*DATASET CONTENT:*
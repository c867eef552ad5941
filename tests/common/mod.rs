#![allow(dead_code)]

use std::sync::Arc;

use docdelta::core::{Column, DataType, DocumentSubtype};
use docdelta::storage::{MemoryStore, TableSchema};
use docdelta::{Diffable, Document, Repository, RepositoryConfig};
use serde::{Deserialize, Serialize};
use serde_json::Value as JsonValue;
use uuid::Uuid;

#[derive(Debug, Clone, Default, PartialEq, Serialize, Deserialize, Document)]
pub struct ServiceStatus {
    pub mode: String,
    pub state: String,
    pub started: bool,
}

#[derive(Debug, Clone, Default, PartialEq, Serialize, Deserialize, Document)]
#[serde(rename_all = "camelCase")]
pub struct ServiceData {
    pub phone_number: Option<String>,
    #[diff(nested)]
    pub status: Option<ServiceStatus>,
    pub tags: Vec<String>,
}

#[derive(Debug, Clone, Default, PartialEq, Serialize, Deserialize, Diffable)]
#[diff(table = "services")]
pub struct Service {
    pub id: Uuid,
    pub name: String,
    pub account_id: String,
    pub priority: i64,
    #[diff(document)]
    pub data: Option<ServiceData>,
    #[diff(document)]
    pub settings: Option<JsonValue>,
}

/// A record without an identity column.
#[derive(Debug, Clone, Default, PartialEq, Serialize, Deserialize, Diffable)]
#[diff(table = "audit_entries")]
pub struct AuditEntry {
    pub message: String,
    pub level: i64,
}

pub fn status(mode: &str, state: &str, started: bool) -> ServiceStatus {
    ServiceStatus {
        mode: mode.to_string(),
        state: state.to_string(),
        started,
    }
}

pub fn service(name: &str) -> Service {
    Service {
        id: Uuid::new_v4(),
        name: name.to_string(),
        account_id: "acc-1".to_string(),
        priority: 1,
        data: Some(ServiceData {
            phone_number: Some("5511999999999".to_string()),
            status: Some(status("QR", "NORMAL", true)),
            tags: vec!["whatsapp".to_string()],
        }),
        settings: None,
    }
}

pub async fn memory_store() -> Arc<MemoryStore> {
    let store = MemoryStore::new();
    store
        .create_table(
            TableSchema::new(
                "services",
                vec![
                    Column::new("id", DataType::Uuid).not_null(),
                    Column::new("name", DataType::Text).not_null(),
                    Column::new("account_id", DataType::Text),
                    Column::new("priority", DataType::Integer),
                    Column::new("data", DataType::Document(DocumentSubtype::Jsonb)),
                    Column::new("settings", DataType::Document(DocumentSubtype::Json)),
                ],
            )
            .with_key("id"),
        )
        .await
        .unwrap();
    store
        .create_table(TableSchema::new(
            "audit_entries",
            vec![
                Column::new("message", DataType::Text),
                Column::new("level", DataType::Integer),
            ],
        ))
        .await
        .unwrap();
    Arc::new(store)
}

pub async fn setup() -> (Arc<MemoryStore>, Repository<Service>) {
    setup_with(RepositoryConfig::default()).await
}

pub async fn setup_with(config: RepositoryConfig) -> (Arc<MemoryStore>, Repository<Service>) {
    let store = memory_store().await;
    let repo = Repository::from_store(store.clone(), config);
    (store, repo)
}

*WHAT THE TASK ASKS:* Exactly those lines that run from the start of the listing to the line containing "use uuid::Uuid;" should be output, and no others.

*REPLY:*
repository c867eef552ad5941
filename tests/common/mod.rs
#![allow(dead_code)]

use std::sync::Arc;

use docdelta::core::{Column, DataType, DocumentSubtype};
use docdelta::storage::{MemoryStore, TableSchema};
use docdelta::{Diffable, Document, Repository, RepositoryConfig};
use serde::{Deserialize, Serialize};
use serde_json::Value as JsonValue;
use uuid::Uuid;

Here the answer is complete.